よくある質問

第3種換気を検討しています。静圧等の圧力制御の性能はどの程度を考慮する必要がありますか?その他スペックで確認した方が良い項目も教えていただければ幸いです。

換気扇の静圧はこだわった方が良いのですが、断熱の方がまずは優先ですし、これは住まい手はおろか、ほぼ全ての設計者はどのように数値を確認して設計に生かしてよいかは分かりません。換気扇の静圧で商品を選んでいる人は1000人に1人程度の割合じゃないでしょうか。
まずはしっかり気密が取れている事、暖房時の室内の圧力分布を計算してある事、換気扇の適切な流量が計算されている事が、設計時の確認項目です。
そして、住んだ後に、概ね1000ppm以下のCO2濃度でちゃんと暮らせているかというのがものすごく大事な確認項目です。設計がいい加減でも、住んだ後のCO2濃度がちゃんとしていればそれで大丈夫です。

国産の3種換気の選定で将来のメンテナンスを含めて考慮すべき点はありますか?

普通のパイプファンであれば後々でも交換するだけで終わりますので、メンテナンス性は気にすることはありません。
ダクト式の場合は、機器本体の交換が発生しますので、必ず機器本体+αのスペースが必要になります。それが無ければ、使い捨てのつもりで採用した方が良いです。

中華料理屋で炒め物を週4ぐらい作ってますが、掃除を怠ると煙や油汚れはどうしても発生します。御社のような高気密高断熱住宅の、キッチン周りの間取り、換気設計、キッチンとリビングの設計の考え方を教えていただけますか。

その使い方でしたら、必須になるのはキッチンの換気扇は外壁面にくっついている事です。コンロ周りに勝手口や窓は無い方が無難です。オープンキッチンでも良いですが、せめて正面と側面に壁のあるキッチンにすると良いかと思います。換気扇はお掃除機能付きなどは採用せず、掃除のしやすさの1点に絞って探すと良いかと思います。タカラのホーローレンジフードなどは相性が良いかと思います。

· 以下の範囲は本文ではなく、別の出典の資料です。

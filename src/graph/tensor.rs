use serde::{Deserialize, Serialize};

/// Element type of a tensor.
///
/// Values are stored as `f64` internally; `F32` tensors round every stored
/// element through `f32` so that mixed-precision variable sets behave like
/// they would on a real runtime.
#[derive(Debug, Clone, Copy, PartialEq, Eq, Serialize, Deserialize)]
pub enum DType {
    F32,
    F64,
}

impl DType {
    /// Rounds `value` to this dtype's precision.
    ///
    /// # Arguments
    /// * `value` - The value to quantize.
    ///
    /// # Returns
    /// The value representable in this dtype.
    pub fn quantize(self, value: f64) -> f64 {
        match self {
            DType::F32 => value as f32 as f64,
            DType::F64 => value,
        }
    }
}

/// A flat, dtype-tagged tensor value.
///
/// Shape information lives on the owning `VariableRef`; a `TensorValue` only
/// carries the element buffer and its precision tag.
#[derive(Debug, Clone, PartialEq)]
pub struct TensorValue {
    dtype: DType,
    data: Vec<f64>,
}

impl TensorValue {
    /// Creates a new tensor value, quantizing every element to `dtype`.
    ///
    /// # Arguments
    /// * `dtype` - The precision tag.
    /// * `values` - The element buffer.
    ///
    /// # Returns
    /// A new `TensorValue` instance.
    pub fn new(dtype: DType, values: Vec<f64>) -> Self {
        let mut tensor = Self {
            dtype,
            data: values,
        };
        tensor.quantize_all();
        tensor
    }

    /// Creates a tensor of `len` copies of `value`.
    ///
    /// # Arguments
    /// * `dtype` - The precision tag.
    /// * `len` - The number of elements.
    /// * `value` - The fill value.
    ///
    /// # Returns
    /// A new `TensorValue` instance.
    pub fn filled(dtype: DType, len: usize, value: f64) -> Self {
        Self::new(dtype, vec![value; len])
    }

    /// Returns the precision tag.
    pub fn dtype(&self) -> DType {
        self.dtype
    }

    /// Returns the number of elements.
    pub fn len(&self) -> usize {
        self.data.len()
    }

    /// Returns whether the tensor has no elements.
    pub fn is_empty(&self) -> bool {
        self.data.is_empty()
    }

    /// Returns the element buffer.
    pub fn data(&self) -> &[f64] {
        &self.data
    }

    /// Mutates the element buffer in place, re-quantizing afterwards.
    ///
    /// # Arguments
    /// * `f` - The mutation to apply to the raw buffer.
    pub fn map_in_place<F: FnOnce(&mut [f64])>(&mut self, f: F) {
        f(&mut self.data);
        self.quantize_all();
    }

    /// Re-casts this tensor into `dtype`, quantizing the elements.
    ///
    /// # Arguments
    /// * `dtype` - The target precision tag.
    ///
    /// # Returns
    /// A new `TensorValue` in the requested dtype.
    pub fn cast(&self, dtype: DType) -> Self {
        Self::new(dtype, self.data.clone())
    }

    fn quantize_all(&mut self) {
        if self.dtype == DType::F32 {
            for value in &mut self.data {
                *value = *value as f32 as f64;
            }
        }
    }
}

#[cfg(test)]
mod tests {
    use super::*;

    #[test]
    fn f64_values_kept_exact() {
        let tensor = TensorValue::new(DType::F64, vec![0.1, 0.2]);
        assert_eq!(tensor.data(), &[0.1, 0.2]);
    }

    #[test]
    fn f32_values_rounded_on_store() {
        let tensor = TensorValue::new(DType::F32, vec![0.1]);
        assert_eq!(tensor.data()[0], 0.1f32 as f64);
        assert_ne!(tensor.data()[0], 0.1);
    }

    #[test]
    fn map_in_place_requantizes() {
        let mut tensor = TensorValue::filled(DType::F32, 2, 0.0);
        tensor.map_in_place(|data| data.fill(0.3));
        assert_eq!(tensor.data(), &[0.3f32 as f64; 2]);
    }

    #[test]
    fn cast_changes_precision() {
        let tensor = TensorValue::new(DType::F64, vec![0.1]);
        let cast = tensor.cast(DType::F32);
        assert_eq!(cast.dtype(), DType::F32);
        assert_eq!(cast.data()[0], 0.1f32 as f64);
    }
}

第一種換気で全熱式を採用する場合、たばこの匂いは家中に広がってしまいますか?

また、煙草のヤニの成分などはてきめんに熱交換素子を詰まらせますので、メンテナンスの頻度はかなり高くなります。
家の中で煙草を吸うのであれば、熱交換換気やダクト式の空調は全くお勧めできません。普通の第三種換気にしておいて、吸排気のフィルターをマメに変えたほうが良いです。

一種のダクト式換気で、OAに電子集塵機をつけている事例を見かけるのですが、集塵機があるとダクト清掃や熱交換素子交換の頻度は下がるものですか?

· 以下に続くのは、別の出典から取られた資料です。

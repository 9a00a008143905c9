//! The execution side of the substrate.
//!
//! A [`Runtime`] stands in for a distributed training runtime: it maps
//! `master` address strings to shared variable stores, so every session
//! created against the same master observes the same state. A chief that
//! initializes variables therefore makes waiting workers ready.

mod session;

pub use session::{Fetch, FeedMap, RuntimeSession, Session, SessionConfig, SessionErr};

use std::{collections::HashMap, sync::Arc};

use log::{debug, info};
use parking_lot::{Mutex, RwLock};

use crate::graph::{Graph, TensorValue};

/// One variable's storage cell. `None` until initialized.
pub(crate) struct VariableCell {
    pub(crate) value: Mutex<Option<TensorValue>>,
}

impl VariableCell {
    fn new() -> Self {
        Self {
            value: Mutex::new(None),
        }
    }

    /// Clones the current value out of the cell.
    pub(crate) fn snapshot(&self) -> Option<TensorValue> {
        self.value.lock().clone()
    }

    /// Replaces the cell's value, marking the variable initialized.
    pub(crate) fn put(&self, value: TensorValue) {
        *self.value.lock() = Some(value);
    }
}

/// Per-master shared variable storage.
pub(crate) struct VariableStore {
    cells: RwLock<HashMap<String, Arc<VariableCell>>>,
}

impl VariableStore {
    fn new() -> Self {
        Self {
            cells: RwLock::new(HashMap::new()),
        }
    }

    /// Returns the cell for `name`, creating an uninitialized one on demand.
    pub(crate) fn cell(&self, name: &str) -> Arc<VariableCell> {
        if let Some(cell) = self.cells.read().get(name) {
            return cell.clone();
        }

        self.cells
            .write()
            .entry(name.to_string())
            .or_insert_with(|| Arc::new(VariableCell::new()))
            .clone()
    }

    /// Returns whether `name` holds a value.
    pub(crate) fn is_initialized(&self, name: &str) -> bool {
        self.cells
            .read()
            .get(name)
            .is_some_and(|cell| cell.value.lock().is_some())
    }
}

/// An in-memory execution substrate endpoint.
///
/// Passed explicitly to every component that creates sessions; there is no
/// process-wide singleton.
pub struct Runtime {
    stores: Mutex<HashMap<String, Arc<VariableStore>>>,
}

impl Runtime {
    /// Creates a new `Runtime` with no masters yet.
    ///
    /// # Returns
    /// A new `Runtime` instance.
    pub fn new() -> Self {
        Self {
            stores: Mutex::new(HashMap::new()),
        }
    }

    /// Creates a session against `master`.
    ///
    /// Sessions created against the same master share variable state.
    ///
    /// # Arguments
    /// * `master` - The runtime target address.
    /// * `graph` - The graph the session executes ops of.
    /// * `config` - Runtime-level session options.
    ///
    /// # Returns
    /// A new `RuntimeSession` instance.
    pub fn connect(
        self: &Arc<Self>,
        master: &str,
        graph: Arc<Graph>,
        config: SessionConfig,
    ) -> RuntimeSession {
        let store = self.store(master);
        info!(master; "session connected");
        RuntimeSession::new(master.to_string(), graph, store, config)
    }

    fn store(&self, master: &str) -> Arc<VariableStore> {
        let mut stores = self.stores.lock();

        if !stores.contains_key(master) {
            debug!(master; "allocating variable store for new master");
        }

        stores
            .entry(master.to_string())
            .or_insert_with(|| Arc::new(VariableStore::new()))
            .clone()
    }
}

impl Default for Runtime {
    fn default() -> Self {
        Self::new()
    }
}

はい、下がりますね。ただし、電子集塵機の本当に必要な地域なのかどうかはちょっと考えてみてください。
田舎の空気が綺麗なところであれば普通のフィルターで十分ということもありますので。

これまでにいただいた質問

ダクト式の熱交換換気システムの場合、給気ダクトの汚染が問題になると思うのですが、清掃すると10年毎に15万円くらいかかると西方先生の著書にありました。ダクトの汚染と清掃についてどの様に考えているか教えてください。

まともにメンテナンスを行うと、西方先生の言うとおりのお金が掛かります。それどころか、ダクトの素材がフレキダクトのような清掃のできないものですと、実質清掃もできず、メンテナンスは不能になります。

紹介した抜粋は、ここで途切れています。